VISITE AU NOUVEAU PALAIS DE JUSTICE ET AUDIENCE DU JLD

ACTE 1 : la quête

   
    Voyage rapide depuis Joinville le Pont malgré deux changements. Les lignes de métro et RER n'ont pas encore été prolongées.
Nous hésitons un peu à la sortie du métro. Pas d'affichage très visible.

     Le quartier est encore en plein chantier. Nous longeons des palissades avant de trouver l'entrée du grand bâtiment en verre qui se voit de fort loin : petites entrées de chaque côté...
Première fouille des sacs (personnel très aimable).
Nous entrons et faisons la queue pour la deuxième fouille avec portiques de sécurité.
Accueil à peine correct par des hommes nombreux mais tendus... Aie, aie... je sonne... deux petites pinces à cheveux dans ma poche... Mon sac à main passe au détecteur, repasse en arrière,  re-visionnage (?) et finalement pas de souci...



    Nous arrivons dans un hall immense tout blanc baigné d'une très belle lumière. Peu de monde encore, c'est le début de la journée mais déjà la queue aux deux guichets de l'accueil vers lesquels nous nous dirigeons. Une jeune femme badgée s'approche et nous demande ce que nous souhaitons savoir : le lieu de l'audience du JLD (juge des libertés et de la détention). Elle nous renseigne très aimablement.

    Étant en avance, nous nous offrons un petit café et observons.

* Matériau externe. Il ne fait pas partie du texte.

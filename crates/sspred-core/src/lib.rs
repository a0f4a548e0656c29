//! # sspred Core Library
//!
//! Heuristic prediction of protein secondary structure (helix, sheet, turn, coil)
//! from an amino-acid sequence, using the classical Chou-Fasman propensity method
//! and a simplified GOR context-window method.
//!
//! ## Architectural Philosophy
//!
//! The library follows a three-layer layout so that data, algorithms and
//! user-facing entry points stay separate and testable.
//!
//! - **[`core`]: The Foundation.** Immutable data models (`Residue`, `Sequence`,
//!   `StructureAssignment`) and the fixed lookup tables (`PropensityTable`,
//!   `ContextMatrixTable`) together with their loaders.
//!
//! - **[`engine`]: The Logic Core.** The window detectors, the overlap
//!   classifier, the label assembler that merges overlapping window verdicts,
//!   and the context-scoring engine. Every function here is pure.
//!
//! - **[`workflows`]: The Public API.** Ties `engine` and `core` together behind
//!   `Predictor` and the one-call helpers [`predict_structure`] and
//!   [`context_predict_structure`].

pub mod core;
pub mod engine;
pub mod workflows;

pub use workflows::predict::{context_predict_structure, predict_structure};
use crate::error::Result;
use serde::Serialize;
use sspred::workflows::predict::PredictionReport;
use std::io::Write;

#[derive(Serialize, Debug, PartialEq)]
struct ResidueRecord<'a> {
    method: &'a str,
    position: usize,
    residue: char,
    structure: char,
}

/// One block per method, separated by a blank line.
pub fn render_text(report: &PredictionReport) -> String {
    report
        .predictions
        .iter()
        .map(|prediction| {
            format!(
                "{} Prediction:\nSequence: {}\nStructure: {}\n",
                prediction.method.label(),
                report.sequence,
                prediction.assignment
            )
        })
        .collect::<Vec<_>>()
        .join("\n")
}

/// Writes `method,position,residue,structure` rows with 1-based positions.
pub fn write_csv<W: Write>(report: &PredictionReport, writer: W) -> Result<()> {
    let mut csv_writer = csv::Writer::from_writer(writer);
    for prediction in &report.predictions {
        let residues = report.sequence.residues().iter();
        for (index, (residue, structure)) in residues.zip(prediction.assignment.iter()).enumerate() {
            csv_writer.serialize(ResidueRecord {
                method: prediction.method.key(),
                position: index + 1,
                residue: residue.code(),
                structure: structure.code(),
            })?;
        }
    }
    csv_writer.flush()?;
    Ok(())
}

#[cfg(test)]
mod tests {
    use super::*;
    use sspred::core::models::sequence::Sequence;
    use sspred::engine::config::Method;
    use sspred::workflows::predict::Predictor;

    fn report(text: &str, methods: &[Method]) -> PredictionReport {
        Predictor::default().run(&Sequence::from(text), methods)
    }

    #[test]
    fn text_output_for_a_single_method() {
        let rendered = render_text(&report("MVLSPADKTNVKAAW", &[Method::ChouFasman]));
        assert_eq!(
            rendered,
            "Chou-Fasman Prediction:\nSequence: MVLSPADKTNVKAAW\nStructure: EETTTHTEEHHHHHH\n"
        );
    }

    #[test]
    fn text_output_separates_methods_with_a_blank_line() {
        let rendered = render_text(&report("ACDEF", &[Method::ChouFasman, Method::Gor]));
        assert_eq!(
            rendered,
            "Chou-Fasman Prediction:\nSequence: ACDEF\nStructure: HHHHH\n\n\
             GOR Prediction:\nSequence: ACDEF\nStructure: TTEEH\n"
        );
    }

    #[test]
    fn csv_output_has_one_row_per_residue_and_method() {
        let mut buffer = Vec::new();
        write_csv(&report("ADDA", &[Method::ChouFasman, Method::Gor]), &mut buffer).unwrap();
        let text = String::from_utf8(buffer).unwrap();
        let lines: Vec<&str> = text.lines().collect();

        assert_eq!(lines[0], "method,position,residue,structure");
        assert_eq!(lines.len(), 1 + 2 * 4);
        assert_eq!(lines[1], "chou-fasman,1,A,H");
        assert_eq!(lines[4], "chou-fasman,4,A,H");
        assert_eq!(lines[5], "gor,1,A,T");
    }

    #[test]
    fn csv_output_for_empty_sequence_has_no_rows() {
        let mut buffer = Vec::new();
        write_csv(&report("", &[Method::Gor]), &mut buffer).unwrap();
        assert!(String::from_utf8(buffer).unwrap().lines().count() <= 1);
    }
}
use crate::core::models::sequence::Sequence;
use crate::core::models::structure::{SecondaryStructure, StructureAssignment};
use crate::core::tables::context::{ContextClass, ContextMatrixTable};
use tracing::debug;

/// Residues considered on each side of the scored position.
pub const CONTEXT_HALF_WIDTH: usize = 2;

/// Sum of `class` scores over positions `index - 2 ..= index + 2` that fall
/// inside the sequence, added in ascending position order.
pub fn context_score(
    sequence: &Sequence,
    index: usize,
    class: ContextClass,
    table: &ContextMatrixTable,
) -> f64 {
    let start = index.saturating_sub(CONTEXT_HALF_WIDTH);
    let end = index
        .saturating_add(CONTEXT_HALF_WIDTH + 1)
        .min(sequence.len());
    sequence
        .residues()
        .get(start..end)
        .unwrap_or_default()
        .iter()
        .map(|&residue| table.score(class, residue))
        .sum()
}

/// GOR-style prediction: each residue takes the class with the strictly
/// largest context score, with helix checked before sheet and turn as the
/// fallback. The sequence is upper-cased (ASCII only) before scoring, and coil
/// is never produced.
pub fn predict_by_context(sequence: &Sequence, table: &ContextMatrixTable) -> StructureAssignment {
    let normalized = sequence.to_ascii_uppercase();

    let assignment: StructureAssignment = (0..normalized.len())
        .map(|index| {
            let helix = context_score(&normalized, index, ContextClass::Helix, table);
            let sheet = context_score(&normalized, index, ContextClass::Sheet, table);
            let turn = context_score(&normalized, index, ContextClass::Turn, table);

            if helix > sheet && helix > turn {
                SecondaryStructure::Helix
            } else if sheet > helix && sheet > turn {
                SecondaryStructure::Sheet
            } else {
                SecondaryStructure::Turn
            }
        })
        .collect();

    debug!(
        residues = assignment.len(),
        composition = %assignment.composition(),
        "Context scoring finished."
    );
    assignment
}
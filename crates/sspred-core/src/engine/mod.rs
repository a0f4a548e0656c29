//! # Engine Module
//!
//! The classification logic of both prediction methods.
//!
//! ## Overview
//!
//! The Chou-Fasman method examines every window offset of a sequence with three
//! fixed-length detectors and one overlap tie-breaker, then merges the
//! overlapping verdicts into a single label per residue. The GOR method scores
//! each residue independently from a five-residue neighbourhood. Both are pure
//! functions of their inputs and the read-only lookup tables.
//!
//! ## Architecture
//!
//! - **Window Detectors** ([`detectors`]) - Helix (6 residues), sheet
//!   (5 residues) and turn (4 residues) verdicts
//! - **Overlap Classifier** ([`overlap`]) - Dominant class of a 4-residue window
//!   by summed propensity
//! - **Assembler** ([`assembler`]) - Last-write-wins merge of all window
//!   verdicts, coil fill for unlabeled residues
//! - **Context Scoring** ([`context_scoring`]) - Windowed GOR scores and the
//!   per-residue arg-max predictor
//! - **Configuration** ([`config`]) - Method selection and table sources
//! - **Errors** ([`error`]) - Failures surfaced by checked entry points and
//!   table loading
//!
//! ## Assembly Order
//!
//! Offsets are visited from left to right. At each offset the helix, sheet,
//! turn and overlap checks run in that order, and every accepted check
//! overwrites the labels it covers. A later offset, or a later check at the same
//! offset, therefore always wins a shared position.

pub mod assembler;
pub mod config;
pub mod context_scoring;
pub mod detectors;
pub mod error;
pub mod overlap;
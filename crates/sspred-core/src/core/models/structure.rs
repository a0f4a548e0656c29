use std::fmt;

#[derive(Debug, Clone, Copy, PartialEq, Eq, Hash)]
pub enum SecondaryStructure {
    Helix,
    Sheet,
    Turn,
    Coil,
}

impl SecondaryStructure {
    pub const ALL: [SecondaryStructure; 4] = [
        SecondaryStructure::Helix,
        SecondaryStructure::Sheet,
        SecondaryStructure::Turn,
        SecondaryStructure::Coil,
    ];

    /// One-letter code: `H`, `E` (beta strand), `T` or `C`.
    pub const fn code(self) -> char {
        match self {
            SecondaryStructure::Helix => 'H',
            SecondaryStructure::Sheet => 'E',
            SecondaryStructure::Turn => 'T',
            SecondaryStructure::Coil => 'C',
        }
    }

    pub fn from_code(code: char) -> Option<Self> {
        match code {
            'H' => Some(SecondaryStructure::Helix),
            'E' => Some(SecondaryStructure::Sheet),
            'T' => Some(SecondaryStructure::Turn),
            'C' => Some(SecondaryStructure::Coil),
            _ => None,
        }
    }

    pub const fn name(self) -> &'static str {
        match self {
            SecondaryStructure::Helix => "Helix",
            SecondaryStructure::Sheet => "Beta Sheet",
            SecondaryStructure::Turn => "Turn",
            SecondaryStructure::Coil => "Coil",
        }
    }
}

impl fmt::Display for SecondaryStructure {
    fn fmt(&self, f: &mut fmt::Formatter<'_>) -> fmt::Result {
        write!(f, "{}", self.code())
    }
}

/// The finished per-residue labelling of a sequence.
///
/// Produced once by a prediction method and never mutated afterwards; its
/// length always equals the length of the sequence it was predicted from.
#[derive(Debug, Clone, PartialEq, Eq, Default)]
pub struct StructureAssignment {
    labels: Vec<SecondaryStructure>,
}

impl StructureAssignment {
    pub fn labels(&self) -> &[SecondaryStructure] {
        &self.labels
    }

    pub fn len(&self) -> usize {
        self.labels.len()
    }

    pub fn is_empty(&self) -> bool {
        self.labels.is_empty()
    }

    pub fn get(&self, index: usize) -> Option<SecondaryStructure> {
        self.labels.get(index).copied()
    }

    pub fn iter(&self) -> impl Iterator<Item = SecondaryStructure> + '_ {
        self.labels.iter().copied()
    }

    pub fn composition(&self) -> Composition {
        let mut composition = Composition::default();
        for label in &self.labels {
            match label {
                SecondaryStructure::Helix => composition.helix += 1,
                SecondaryStructure::Sheet => composition.sheet += 1,
                SecondaryStructure::Turn => composition.turn += 1,
                SecondaryStructure::Coil => composition.coil += 1,
            }
        }
        composition
    }
}

impl FromIterator<SecondaryStructure> for StructureAssignment {
    fn from_iter<I: IntoIterator<Item = SecondaryStructure>>(iter: I) -> Self {
        Self {
            labels: iter.into_iter().collect(),
        }
    }
}

impl fmt::Display for StructureAssignment {
    fn fmt(&self, f: &mut fmt::Formatter<'_>) -> fmt::Result {
        for label in &self.labels {
            write!(f, "{}", label)?;
        }
        Ok(())
    }
}

/// Residue counts per structural class.
#[derive(Debug, Clone, Copy, PartialEq, Eq, Default)]
pub struct Composition {
    pub helix: usize,
    pub sheet: usize,
    pub turn: usize,
    pub coil: usize,
}

impl Composition {
    pub fn total(&self) -> usize {
        self.helix + self.sheet + self.turn + self.coil
    }

    pub fn count(&self, structure: SecondaryStructure) -> usize {
        match structure {
            SecondaryStructure::Helix => self.helix,
            SecondaryStructure::Sheet => self.sheet,
            SecondaryStructure::Turn => self.turn,
            SecondaryStructure::Coil => self.coil,
        }
    }

    /// Fraction in `[0, 1]`; an empty assignment yields `0.0` for every class.
    pub fn fraction(&self, structure: SecondaryStructure) -> f64 {
        let total = self.total();
        if total == 0 {
            return 0.0;
        }
        self.count(structure) as f64 / total as f64
    }
}

impl fmt::Display for Composition {
    fn fmt(&self, f: &mut fmt::Formatter<'_>) -> fmt::Result {
        let parts: Vec<String> = SecondaryStructure::ALL
            .iter()
            .map(|s| format!("{} {:.1}%", s.code(), self.fraction(*s) * 100.0))
            .collect();
        write!(f, "{}", parts.join(", "))
    }
}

Ce café nous semble bien petit comparé à la taille de l'endroit et effectivement il reste déjà peu de places assises et avocats et "clients" font la queue pour se faire servir.

    Les queues des guichets de l'accueil sont quasiment résorbées grâce aux deux jeunes femmes qui renseignent les usagers en allant de l'un à l'autre dans le hall.


    Nous montons au 4ème étage. Le bâtiment de verre et blanc est magnifique... Nous sommes frappées par le quasi silence ; les sons semblent amortis...
Sur les murs, des articles de la Déclaration Universelle des Droits de l'Homme, de la Constitution Française !!! La prochaine fois, je prends mon appareil photo...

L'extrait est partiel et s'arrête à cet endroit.